§ Information shown:
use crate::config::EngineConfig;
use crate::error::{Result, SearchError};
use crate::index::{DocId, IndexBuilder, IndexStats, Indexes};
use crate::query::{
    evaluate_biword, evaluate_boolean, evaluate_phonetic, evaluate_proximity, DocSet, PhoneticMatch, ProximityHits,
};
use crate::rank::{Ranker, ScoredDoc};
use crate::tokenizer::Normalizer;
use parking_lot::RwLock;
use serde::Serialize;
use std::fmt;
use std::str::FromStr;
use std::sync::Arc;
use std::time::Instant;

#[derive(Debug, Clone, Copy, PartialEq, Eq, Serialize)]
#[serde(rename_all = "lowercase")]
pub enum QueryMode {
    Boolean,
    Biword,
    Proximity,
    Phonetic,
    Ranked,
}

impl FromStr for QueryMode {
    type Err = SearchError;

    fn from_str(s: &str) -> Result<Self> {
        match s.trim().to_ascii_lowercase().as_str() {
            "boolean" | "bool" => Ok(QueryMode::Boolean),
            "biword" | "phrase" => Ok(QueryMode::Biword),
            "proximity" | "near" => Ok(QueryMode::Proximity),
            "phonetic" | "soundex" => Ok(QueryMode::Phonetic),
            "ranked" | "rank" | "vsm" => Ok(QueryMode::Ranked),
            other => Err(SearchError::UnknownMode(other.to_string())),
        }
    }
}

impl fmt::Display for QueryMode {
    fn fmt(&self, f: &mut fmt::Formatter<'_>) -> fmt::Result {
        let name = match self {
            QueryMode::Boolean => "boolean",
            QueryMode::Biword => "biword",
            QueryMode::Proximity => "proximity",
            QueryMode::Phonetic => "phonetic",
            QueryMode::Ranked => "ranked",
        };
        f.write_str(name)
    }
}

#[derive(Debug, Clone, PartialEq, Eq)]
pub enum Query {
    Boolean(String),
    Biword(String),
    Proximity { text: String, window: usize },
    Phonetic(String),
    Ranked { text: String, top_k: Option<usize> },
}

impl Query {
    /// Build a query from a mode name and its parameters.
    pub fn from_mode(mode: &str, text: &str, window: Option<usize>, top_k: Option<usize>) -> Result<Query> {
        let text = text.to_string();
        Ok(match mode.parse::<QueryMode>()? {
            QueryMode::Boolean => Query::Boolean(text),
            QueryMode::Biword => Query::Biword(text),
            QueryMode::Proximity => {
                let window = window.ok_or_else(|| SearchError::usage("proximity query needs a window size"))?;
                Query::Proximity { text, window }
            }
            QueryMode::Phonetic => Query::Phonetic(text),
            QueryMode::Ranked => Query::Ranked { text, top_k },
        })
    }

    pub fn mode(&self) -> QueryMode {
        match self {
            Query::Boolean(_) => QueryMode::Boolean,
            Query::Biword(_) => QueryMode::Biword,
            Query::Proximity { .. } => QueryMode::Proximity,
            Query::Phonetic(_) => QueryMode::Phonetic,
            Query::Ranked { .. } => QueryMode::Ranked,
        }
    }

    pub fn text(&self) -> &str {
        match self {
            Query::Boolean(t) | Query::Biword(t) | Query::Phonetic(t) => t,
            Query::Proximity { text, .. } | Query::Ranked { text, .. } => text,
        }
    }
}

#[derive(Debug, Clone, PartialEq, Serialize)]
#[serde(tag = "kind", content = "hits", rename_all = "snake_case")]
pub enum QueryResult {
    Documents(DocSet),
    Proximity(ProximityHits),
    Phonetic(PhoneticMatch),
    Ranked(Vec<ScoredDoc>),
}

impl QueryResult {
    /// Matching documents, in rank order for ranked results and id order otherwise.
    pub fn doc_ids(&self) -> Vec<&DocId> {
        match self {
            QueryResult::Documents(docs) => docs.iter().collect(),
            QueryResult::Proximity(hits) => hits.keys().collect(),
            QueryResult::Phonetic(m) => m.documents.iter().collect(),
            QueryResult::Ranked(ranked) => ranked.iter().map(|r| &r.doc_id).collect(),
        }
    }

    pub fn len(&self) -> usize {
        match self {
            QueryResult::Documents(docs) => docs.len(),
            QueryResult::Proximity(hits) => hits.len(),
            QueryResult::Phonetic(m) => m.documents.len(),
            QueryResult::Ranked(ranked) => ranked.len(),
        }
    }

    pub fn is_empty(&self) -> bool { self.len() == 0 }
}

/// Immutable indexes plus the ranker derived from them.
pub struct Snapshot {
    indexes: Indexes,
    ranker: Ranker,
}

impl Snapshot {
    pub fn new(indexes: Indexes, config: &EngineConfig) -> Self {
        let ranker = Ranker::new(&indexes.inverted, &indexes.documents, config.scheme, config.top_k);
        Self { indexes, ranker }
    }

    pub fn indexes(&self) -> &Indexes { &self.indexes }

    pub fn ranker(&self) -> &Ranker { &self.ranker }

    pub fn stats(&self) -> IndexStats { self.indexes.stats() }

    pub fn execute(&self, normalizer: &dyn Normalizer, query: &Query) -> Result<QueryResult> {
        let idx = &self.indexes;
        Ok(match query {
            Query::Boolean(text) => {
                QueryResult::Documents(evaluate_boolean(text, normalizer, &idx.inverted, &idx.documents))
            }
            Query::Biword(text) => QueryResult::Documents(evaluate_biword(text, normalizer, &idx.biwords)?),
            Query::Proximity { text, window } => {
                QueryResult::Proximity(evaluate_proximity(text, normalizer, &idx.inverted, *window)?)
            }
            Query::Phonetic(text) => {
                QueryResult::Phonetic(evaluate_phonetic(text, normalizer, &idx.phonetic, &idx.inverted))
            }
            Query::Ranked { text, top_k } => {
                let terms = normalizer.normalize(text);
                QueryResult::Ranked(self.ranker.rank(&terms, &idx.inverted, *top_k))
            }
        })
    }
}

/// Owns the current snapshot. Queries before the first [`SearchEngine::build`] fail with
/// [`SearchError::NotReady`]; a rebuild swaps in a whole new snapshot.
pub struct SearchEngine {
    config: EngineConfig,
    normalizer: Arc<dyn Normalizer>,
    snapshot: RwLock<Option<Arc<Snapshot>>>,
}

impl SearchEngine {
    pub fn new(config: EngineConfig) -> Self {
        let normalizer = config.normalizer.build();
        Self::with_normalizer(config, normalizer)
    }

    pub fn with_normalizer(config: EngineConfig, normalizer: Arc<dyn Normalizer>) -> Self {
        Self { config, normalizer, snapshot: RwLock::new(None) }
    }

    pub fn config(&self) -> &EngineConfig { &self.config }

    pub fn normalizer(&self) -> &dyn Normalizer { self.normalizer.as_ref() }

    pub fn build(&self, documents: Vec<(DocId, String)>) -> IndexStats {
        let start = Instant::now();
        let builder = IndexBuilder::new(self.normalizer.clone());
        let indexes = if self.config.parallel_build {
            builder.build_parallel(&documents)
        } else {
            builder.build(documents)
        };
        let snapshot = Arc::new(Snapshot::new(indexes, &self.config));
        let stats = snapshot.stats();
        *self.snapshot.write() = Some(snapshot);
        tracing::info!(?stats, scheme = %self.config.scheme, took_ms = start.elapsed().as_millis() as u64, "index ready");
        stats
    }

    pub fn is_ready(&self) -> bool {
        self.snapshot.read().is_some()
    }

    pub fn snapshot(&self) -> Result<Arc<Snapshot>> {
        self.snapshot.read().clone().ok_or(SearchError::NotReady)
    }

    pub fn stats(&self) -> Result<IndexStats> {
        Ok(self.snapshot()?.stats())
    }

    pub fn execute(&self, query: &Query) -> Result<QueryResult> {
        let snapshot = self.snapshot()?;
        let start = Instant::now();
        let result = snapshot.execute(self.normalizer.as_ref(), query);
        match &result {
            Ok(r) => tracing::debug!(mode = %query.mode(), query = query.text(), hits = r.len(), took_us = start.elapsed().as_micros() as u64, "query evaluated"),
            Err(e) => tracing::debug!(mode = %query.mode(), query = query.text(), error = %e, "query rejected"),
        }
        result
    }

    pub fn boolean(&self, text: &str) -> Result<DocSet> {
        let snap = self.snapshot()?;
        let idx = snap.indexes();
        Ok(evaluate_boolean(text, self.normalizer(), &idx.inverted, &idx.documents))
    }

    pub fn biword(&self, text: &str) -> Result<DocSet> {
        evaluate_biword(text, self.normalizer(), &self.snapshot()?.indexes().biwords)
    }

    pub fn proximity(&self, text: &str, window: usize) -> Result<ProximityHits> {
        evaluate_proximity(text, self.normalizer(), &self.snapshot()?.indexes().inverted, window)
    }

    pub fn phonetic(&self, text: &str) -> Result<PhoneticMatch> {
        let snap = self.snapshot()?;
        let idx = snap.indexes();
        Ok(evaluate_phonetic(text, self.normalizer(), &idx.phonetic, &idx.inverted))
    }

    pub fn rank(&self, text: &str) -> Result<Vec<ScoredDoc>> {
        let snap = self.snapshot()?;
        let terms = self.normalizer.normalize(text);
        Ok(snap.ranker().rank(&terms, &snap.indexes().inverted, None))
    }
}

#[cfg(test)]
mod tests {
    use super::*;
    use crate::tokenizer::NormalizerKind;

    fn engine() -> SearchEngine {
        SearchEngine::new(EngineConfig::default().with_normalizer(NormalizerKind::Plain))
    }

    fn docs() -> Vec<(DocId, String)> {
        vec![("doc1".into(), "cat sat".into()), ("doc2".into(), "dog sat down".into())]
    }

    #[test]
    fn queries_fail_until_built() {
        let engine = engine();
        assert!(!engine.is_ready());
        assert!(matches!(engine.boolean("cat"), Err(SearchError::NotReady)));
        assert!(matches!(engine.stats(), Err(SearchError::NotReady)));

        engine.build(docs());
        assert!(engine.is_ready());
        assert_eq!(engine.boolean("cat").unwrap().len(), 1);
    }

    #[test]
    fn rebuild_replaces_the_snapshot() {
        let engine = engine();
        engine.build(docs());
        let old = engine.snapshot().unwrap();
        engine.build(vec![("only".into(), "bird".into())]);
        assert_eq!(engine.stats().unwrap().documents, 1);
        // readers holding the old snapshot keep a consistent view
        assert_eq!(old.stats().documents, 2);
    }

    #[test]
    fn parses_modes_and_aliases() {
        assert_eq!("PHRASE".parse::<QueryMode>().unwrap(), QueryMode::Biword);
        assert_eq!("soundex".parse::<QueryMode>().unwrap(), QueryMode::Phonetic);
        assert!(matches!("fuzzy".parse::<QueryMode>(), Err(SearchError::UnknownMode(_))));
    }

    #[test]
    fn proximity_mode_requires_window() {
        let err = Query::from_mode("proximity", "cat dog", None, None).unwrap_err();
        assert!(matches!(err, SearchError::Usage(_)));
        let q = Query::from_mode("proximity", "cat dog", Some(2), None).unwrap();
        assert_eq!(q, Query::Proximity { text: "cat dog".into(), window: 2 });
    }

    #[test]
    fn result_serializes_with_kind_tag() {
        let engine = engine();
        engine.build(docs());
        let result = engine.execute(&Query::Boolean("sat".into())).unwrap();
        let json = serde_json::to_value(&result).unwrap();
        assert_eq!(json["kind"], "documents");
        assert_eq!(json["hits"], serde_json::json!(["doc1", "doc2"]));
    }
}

§ Prompt: From the data above, reproduce word for word the lines running from the line with "String, window: usize" to the line with "let text = text.to_string();", ends included.

§ Expected output:
    Proximity { text: String, window: usize },
    Phonetic(String),
    Ranked { text: String, top_k: Option<usize> },
}

impl Query {
    /// Build a query from a mode name and its parameters.
    pub fn from_mode(mode: &str, text: &str, window: Option<usize>, top_k: Option<usize>) -> Result<Query> {
        let text = text.to_string();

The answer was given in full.